A. The truth is, the world was producing enough food in 2015 to feed 10 billion people — that’s 2.2 billion more people than we have on Earth today. The international food system is full of mismanagement and waste. Thirty-seven percent of the world’s surface is dedicated to intensive agriculture, but 77 percent of that land is used to grow crops to feed livestock. If Western, industrialized societies stopped eating so much meat and we dedicated land on each continent to grow and feed people locally, rather than shipping internationally, we could cut food waste and end hunger. We don’t need more land — we need to fix our broken food system.
Q. What do we do with that land once it’s preserved? And how will it actually fight climate change?
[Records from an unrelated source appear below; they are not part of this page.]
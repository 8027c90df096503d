//! The prep pipeline: escaping plus normalization into a [`ParsedJid`].
//!
//! # Order of operations
//!
//! 1. The local part goes through nodeprep; the *prepared* local part is then
//!    unescaped to produce the unescaped forms.
//! 2. The resource goes through resourceprep.
//! 3. A trailing `.` is stripped from the domain, each label is decoded from
//!    punycode, and the rejoined domain goes through nameprep.
//! 4. Bare and full forms are composed.
//! 5. The result is prepped if the caller said so or the normalizer is the
//!    full-fidelity one.

use std::borrow::Cow;

use crate::constants::LABEL_SEPARATOR;
use crate::error::{JidError, Part};
use crate::escape::{escape, unescape};
use crate::jid::{Jid, JidInput};
use crate::normalizer::{FallbackNormalizer, Normalizer, detect};
use crate::parsed::ParsedJid;
use crate::split::{Components, split};

/// A prep pipeline bound to one [`Normalizer`].
///
/// The crate-level functions use [`Prep::detected`]. Build a `Prep` directly
/// to pin a strategy, e.g. for reproducible output across builds.
///
/// # Examples
///
/// ```
/// use xmpp_jid::Prep;
///
/// let prep = Prep::fallback();
/// let parsed = prep.parse("Romeo@Example.com/Home", false).unwrap();
/// assert_eq!(parsed.full(), "romeo@example.com/Home");
/// assert!(parsed.prepped()); // ASCII input is trusted
/// ```
#[derive(Debug, Clone, Copy)]
pub struct Prep<'n> {
    normalizer: &'n dyn Normalizer,
}

impl Prep<'static> {
    /// Creates a pipeline using the process-wide normalizer.
    #[must_use]
    pub fn detected() -> Self {
        Self::new(detect())
    }

    /// Creates a pipeline using [`FallbackNormalizer`].
    #[must_use]
    pub fn fallback() -> Self {
        Self::new(&FallbackNormalizer)
    }
}

impl Default for Prep<'static> {
    fn default() -> Self {
        Self::detected()
    }
}

impl<'n> Prep<'n> {
    /// Creates a pipeline using the given normalizer.
    #[must_use]
    pub const fn new(normalizer: &'n dyn Normalizer) -> Self {
        Self { normalizer }
    }

    /// Returns the normalizer.
    #[must_use]
    pub const fn normalizer(&self) -> &'n dyn Normalizer {
        self.normalizer
    }

    /// Returns true if the normalizer is the full-fidelity one.
    #[must_use]
    pub fn is_available(&self) -> bool {
        self.normalizer.is_available()
    }

    /// Normalizes components into a [`ParsedJid`].
    ///
    /// # Errors
    ///
    /// Returns the normalizer's error, tagged with the failing component.
    pub fn prep(&self, components: Components<'_>) -> Result<ParsedJid, JidError> {
        log::trace!("prep {components:?} with {:?}", self.normalizer);

        let (local, unescaped_local) = match non_empty(components.local) {
            Some(local) => {
                let prepped = self
                    .normalizer
                    .nodeprep(local)
                    .map_err(|e| JidError::normalization(local, Part::Local, e))?;
                let unescaped = unescape(&prepped);
                (Some(prepped.into_owned()), Some(unescaped))
            }
            None => (None, None),
        };

        let resource = non_empty(components.resource)
            .map(|resource| {
                self.normalizer
                    .resourceprep(resource)
                    .map(Cow::into_owned)
                    .map_err(|e| JidError::normalization(resource, Part::Resource, e))
            })
            .transpose()?;

        let domain = self.prep_domain(components.domain)?;
        let prepped = components.prepped || self.normalizer.is_available();

        Ok(ParsedJid::new(local, unescaped_local, domain, resource, prepped))
    }

    /// Splits and normalizes a raw address.
    ///
    /// The result is prepped if the pipeline marks it so, `trusted` is set,
    /// or `raw` is entirely ASCII.
    ///
    /// # Errors
    ///
    /// Returns the normalizer's error, tagged with the failing component.
    pub fn parse(&self, raw: &str, trusted: bool) -> Result<ParsedJid, JidError> {
        let trusted = trusted || raw.is_ascii();
        let parsed = self.prep(split(raw))?;
        Ok(parsed.trust(trusted))
    }

    /// Builds a JID from an unescaped local part, a domain and a resource.
    ///
    /// The local part is escaped first. The result is trusted if every given
    /// part is ASCII.
    ///
    /// # Errors
    ///
    /// Returns [`JidErrorKind::InvalidArgument`](crate::JidErrorKind::InvalidArgument)
    /// if `domain` is empty while `local` or `resource` is not, or the
    /// normalizer's error.
    pub fn create(
        &self,
        local: &str,
        domain: &str,
        resource: Option<&str>,
    ) -> Result<Jid, JidError> {
        self.jid(JidInput::Components {
            local: Some(local),
            domain,
            resource,
        })
    }

    /// Constructs a JID from any supported input.
    ///
    /// An empty raw string, or components that are all empty, produce the
    /// empty JID.
    ///
    /// # Errors
    ///
    /// See [`Prep::parse`] and [`Prep::create`].
    pub fn jid<'a>(&self, input: impl Into<JidInput<'a>>) -> Result<Jid, JidError> {
        self.resolve(input.into()).map(Cow::into_owned)
    }

    /// Like [`Prep::jid`], but borrows an existing JID instead of copying it.
    pub(crate) fn resolve<'a>(&self, input: JidInput<'a>) -> Result<Cow<'a, Jid>, JidError> {
        match input {
            JidInput::Raw("") => Ok(Cow::Owned(Jid::default())),
            JidInput::Raw(raw) => self.parse(raw, false).map(|p| Cow::Owned(p.into())),
            JidInput::Jid(jid) => Ok(Cow::Borrowed(jid)),
            JidInput::Components {
                local,
                domain,
                resource,
            } => self
                .assemble(local.unwrap_or_default(), domain, non_empty(resource))
                .map(Cow::Owned),
        }
    }

    fn assemble(
        &self,
        local: &str,
        domain: &str,
        resource: Option<&str>,
    ) -> Result<Jid, JidError> {
        if domain.is_empty() {
            return match (local.is_empty(), resource) {
                (true, None) => Ok(Jid::default()),
                (false, _) => Err(JidError::invalid_argument(
                    local,
                    "a domain is required when a local part is given",
                )),
                (true, Some(resource)) => Err(JidError::invalid_argument(
                    resource,
                    "a domain is required when a resource is given",
                )),
            };
        }

        let trusted =
            local.is_ascii() && domain.is_ascii() && resource.is_none_or(str::is_ascii);
        let escaped = escape(local);
        let components = Components {
            local: Some(&escaped),
            domain,
            resource,
            prepped: trusted,
        };

        self.prep(components).map(Jid::from)
    }

    fn prep_domain(&self, domain: &str) -> Result<String, JidError> {
        let stripped = domain.strip_suffix(LABEL_SEPARATOR).unwrap_or(domain);

        let labels = stripped
            .split(LABEL_SEPARATOR)
            .map(|label| self.normalizer.to_unicode(label))
            .collect::<Result<Vec<_>, _>>()
            .map_err(|e| JidError::normalization(domain, Part::Domain, e))?;
        let decoded = labels.join(".");

        self.normalizer
            .nameprep(&decoded)
            .map(Cow::into_owned)
            .map_err(|e| JidError::normalization(domain, Part::Domain, e))
    }
}

/// Normalizes components with the process-wide normalizer.
///
/// # Errors
///
/// Returns the normalizer's error, tagged with the failing component.
///
/// # Examples
///
/// ```
/// use xmpp_jid::{prep, Components};
///
/// let parsed = prep(Components::new("example.com.").with_local("juliet")).unwrap();
/// assert_eq!(parsed.bare(), "juliet@example.com");
/// ```
pub fn prep(components: Components<'_>) -> Result<ParsedJid, JidError> {
    Prep::detected().prep(components)
}

/// Splits and normalizes a raw address with the process-wide normalizer.
///
/// # Errors
///
/// Returns the normalizer's error, tagged with the failing component.
///
/// # Examples
///
/// ```
/// use xmpp_jid::parse;
///
/// let parsed = parse("romeo@example.com/Home", false).unwrap();
/// assert_eq!(parsed.local(), Some("romeo"));
/// assert_eq!(parsed.domain(), "example.com");
/// assert_eq!(parsed.resource(), Some("Home"));
/// assert_eq!(parsed.bare(), "romeo@example.com");
/// assert_eq!(parsed.full(), "romeo@example.com/Home");
/// ```
pub fn parse(raw: &str, trusted: bool) -> Result<ParsedJid, JidError> {
    Prep::detected().parse(raw, trusted)
}

fn non_empty(part: Option<&str>) -> Option<&str> {
    part.filter(|s| !s.is_empty())
}
//! Pluggable string normalization for JID components.
//!
//! Two strategies implement [`Normalizer`]:
//!
//! - [`StringprepNormalizer`] (feature `stringprep`): the RFC 3454 profiles
//!   nodeprep, resourceprep and nameprep.
//! - [`FallbackNormalizer`]: lower-cases local parts and domains, leaves
//!   resources untouched, and never fails. Correct for ASCII input only.
//!
//! The strategy used by the crate-level functions is chosen once per
//! process by [`detect`].

use std::borrow::Cow;
use std::fmt;
use std::sync::OnceLock;

use crate::constants::{ACE_PREFIX, LABEL_SEPARATOR, LABEL_SEPARATORS};
use crate::error::NormalizeError;
#[cfg(feature = "stringprep")]
use crate::error::Profile;

/// Normalization primitives used by the prep pipeline.
///
/// Implementations must be pure: the same input always yields the same
/// output.
pub trait Normalizer: Send + Sync + fmt::Debug {
    /// Returns true if this strategy implements the full stringprep profiles.
    fn is_available(&self) -> bool;

    /// Normalizes a local part.
    ///
    /// # Errors
    ///
    /// Returns [`NormalizeError::ProhibitedCharacter`] if the profile forbids
    /// the input.
    fn nodeprep<'a>(&self, input: &'a str) -> Result<Cow<'a, str>, NormalizeError>;

    /// Normalizes a resource. Case is preserved.
    ///
    /// # Errors
    ///
    /// Returns [`NormalizeError::ProhibitedCharacter`] if the profile forbids
    /// the input.
    fn resourceprep<'a>(&self, input: &'a str) -> Result<Cow<'a, str>, NormalizeError>;

    /// Normalizes a whole domain.
    ///
    /// # Errors
    ///
    /// Returns [`NormalizeError::ProhibitedCharacter`] if the profile forbids
    /// the input.
    fn nameprep<'a>(&self, input: &'a str) -> Result<Cow<'a, str>, NormalizeError>;

    /// Decodes a domain label from its ASCII-compatible encoding.
    ///
    /// # Errors
    ///
    /// Returns [`NormalizeError::MalformedLabel`] if a punycode payload
    /// cannot be decoded.
    fn to_unicode<'a>(&self, label: &'a str) -> Result<Cow<'a, str>, NormalizeError> {
        decode_label(label)
    }
}

/// Lossy normalizer used when stringprep is unavailable.
///
/// # Examples
///
/// ```
/// use xmpp_jid::{FallbackNormalizer, Normalizer};
///
/// let n = FallbackNormalizer;
/// assert_eq!(n.nodeprep("Juliet").unwrap(), "juliet");
/// assert_eq!(n.resourceprep("Balcony").unwrap(), "Balcony");
/// assert!(!n.is_available());
/// ```
#[derive(Debug, Clone, Copy, Default, PartialEq, Eq)]
pub struct FallbackNormalizer;

impl Normalizer for FallbackNormalizer {
    fn is_available(&self) -> bool {
        false
    }

    fn nodeprep<'a>(&self, input: &'a str) -> Result<Cow<'a, str>, NormalizeError> {
        Ok(lowercase(input))
    }

    fn resourceprep<'a>(&self, input: &'a str) -> Result<Cow<'a, str>, NormalizeError> {
        Ok(Cow::Borrowed(input))
    }

    fn nameprep<'a>(&self, input: &'a str) -> Result<Cow<'a, str>, NormalizeError> {
        Ok(lowercase(input))
    }
}

/// Full-fidelity normalizer backed by the `stringprep` crate.
#[cfg(feature = "stringprep")]
#[derive(Debug, Clone, Copy, Default, PartialEq, Eq)]
pub struct StringprepNormalizer;

#[cfg(feature = "stringprep")]
impl StringprepNormalizer {
    fn rejected(profile: Profile, err: &stringprep::Error) -> NormalizeError {
        log::debug!("{profile} rejected input: {err}");
        NormalizeError::ProhibitedCharacter {
            profile,
            detail: err.to_string(),
        }
    }

    /// Checks that the profiles behave as expected on this build.
    fn probe() -> bool {
        matches!(stringprep::nodeprep("A"), Ok(ref s) if s == "a")
    }
}

#[cfg(feature = "stringprep")]
impl Normalizer for StringprepNormalizer {
    fn is_available(&self) -> bool {
        true
    }

    fn nodeprep<'a>(&self, input: &'a str) -> Result<Cow<'a, str>, NormalizeError> {
        stringprep::nodeprep(input).map_err(|e| Self::rejected(Profile::Nodeprep, &e))
    }

    fn resourceprep<'a>(&self, input: &'a str) -> Result<Cow<'a, str>, NormalizeError> {
        stringprep::resourceprep(input).map_err(|e| Self::rejected(Profile::Resourceprep, &e))
    }

    fn nameprep<'a>(&self, input: &'a str) -> Result<Cow<'a, str>, NormalizeError> {
        stringprep::nameprep(input).map_err(|e| Self::rejected(Profile::Nameprep, &e))
    }
}

static DETECTED: OnceLock<&'static dyn Normalizer> = OnceLock::new();

/// Returns the process-wide normalizer, selecting it on first use.
///
/// With the `stringprep` feature the full strategy is used when it passes a
/// self-check; otherwise [`FallbackNormalizer`] is used. The choice never
/// changes afterwards.
#[must_use]
pub fn detect() -> &'static dyn Normalizer {
    *DETECTED.get_or_init(|| {
        let selected = select();
        log::debug!(
            "selected {selected:?} (full stringprep: {})",
            selected.is_available()
        );
        selected
    })
}

/// Returns true if the process-wide normalizer implements full stringprep.
///
/// # Examples
///
/// ```
/// if !xmpp_jid::available() {
///     // Non-ASCII addresses are lower-cased but not fully normalized.
/// }
/// ```
#[must_use]
pub fn available() -> bool {
    detect().is_available()
}

#[cfg(feature = "stringprep")]
fn select() -> &'static dyn Normalizer {
    if StringprepNormalizer::probe() {
        &StringprepNormalizer
    } else {
        log::warn!("stringprep self-check failed; using lossy fallback normalization");
        &FallbackNormalizer
    }
}

#[cfg(not(feature = "stringprep"))]
fn select() -> &'static dyn Normalizer {
    &FallbackNormalizer
}

fn lowercase(input: &str) -> Cow<'_, str> {
    let lowered = input.to_lowercase();
    if lowered == input {
        Cow::Borrowed(input)
    } else {
        Cow::Owned(lowered)
    }
}

/// Decodes every `xn--` sub-label of `label`.
///
/// Sub-labels are separated by any IDNA label separator and rejoined with `.`.
fn decode_label(label: &str) -> Result<Cow<'_, str>, NormalizeError> {
    let needs_work = label.contains(ACE_PREFIX)
        || label
            .chars()
            .any(|c| c != LABEL_SEPARATOR && LABEL_SEPARATORS.contains(&c));
    if !needs_work {
        return Ok(Cow::Borrowed(label));
    }

    let decoded = label
        .split(LABEL_SEPARATORS)
        .map(|part| match part.strip_prefix(ACE_PREFIX) {
            Some(payload) => idna::punycode::decode_to_string(&payload.to_lowercase()).ok_or_else(
                || NormalizeError::MalformedLabel {
                    label: part.to_string(),
                },
            ),
            None => Ok(part.to_string()),
        })
        .collect::<Result<Vec<_>, _>>()?;

    Ok(Cow::Owned(decoded.join(".")))
}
A. We have to draw down carbon dioxide to prevent the worst consequences of the climate crisis, and we can do that through restoration. Once the land is preserved, we must recreate damaged ecosystems along rivers and up and down mountains to allow larger mammals like tigers to migrate between habitats. That involves expertly replanting carbon-sucking trees and other native plants. In the process, we could employ hundreds of millions of people, which is desperately needed during the current economic crisis.
All this should be done in combination with a moratorium on deforestation by 2040, and a transition to 100 percent renewable energy by 2050. If we put these three pieces together, we have a safe pathway to a sustainable biosphere without having to invent any new technologies. We have the tools at our disposal if we just do it.
Q. Some of our world leaders can’t even admit that climate change is real. How do we get them to commit to this when we’ve got serious human problems going on — like a pandemic?!
A. Well, pandemics happen as a direct result of biodiversity loss. There have been a number of cases of zoonotic spillover of diseases — or viruses jumping from wildlife populations to humans — in the past couple centuries. Scientists predict that the next pandemic is likely to come from the Amazon. As we clear more tropical forest, we expose ourselves to the interior forest and the animals that live there. By keeping these forests and these habitats intact, we’re creating a natural vaccine for the next coronavirus.
The most critical countries for the Safety Net are the U.S., India, Russia, China, and Brazil. Those governments aren’t typically sympathetic to environmental problems. But look at how fast the status quo is changing. Governor Newsom of California, the fifth largest economy in the world, signed an executive order phasing out gas-powered cars by 2035. We need more dramatic changes like that in the conservation and climate sectors that will put us on the right path, and I think it’s entirely possible.
And despite what those leaders might say, conservation is well within the world’s budget. The cost of executing the Safety Net is between $100 and $150 billion a year, which is a fraction of what world governments are spending on pandemic relief. And the financing is not going to be that expensive compared to fighting future pandemics or dealing with the worst of climate breakdown, like sea level rise or the kind of fires we’re seeing now, which will only become more commonplace.
If those points don’t convince our current leaders, then we will vote in new leaders — charismatic influencers who can help sway public opinion, who really understand the depth of the problem and are willing to take drastic measures.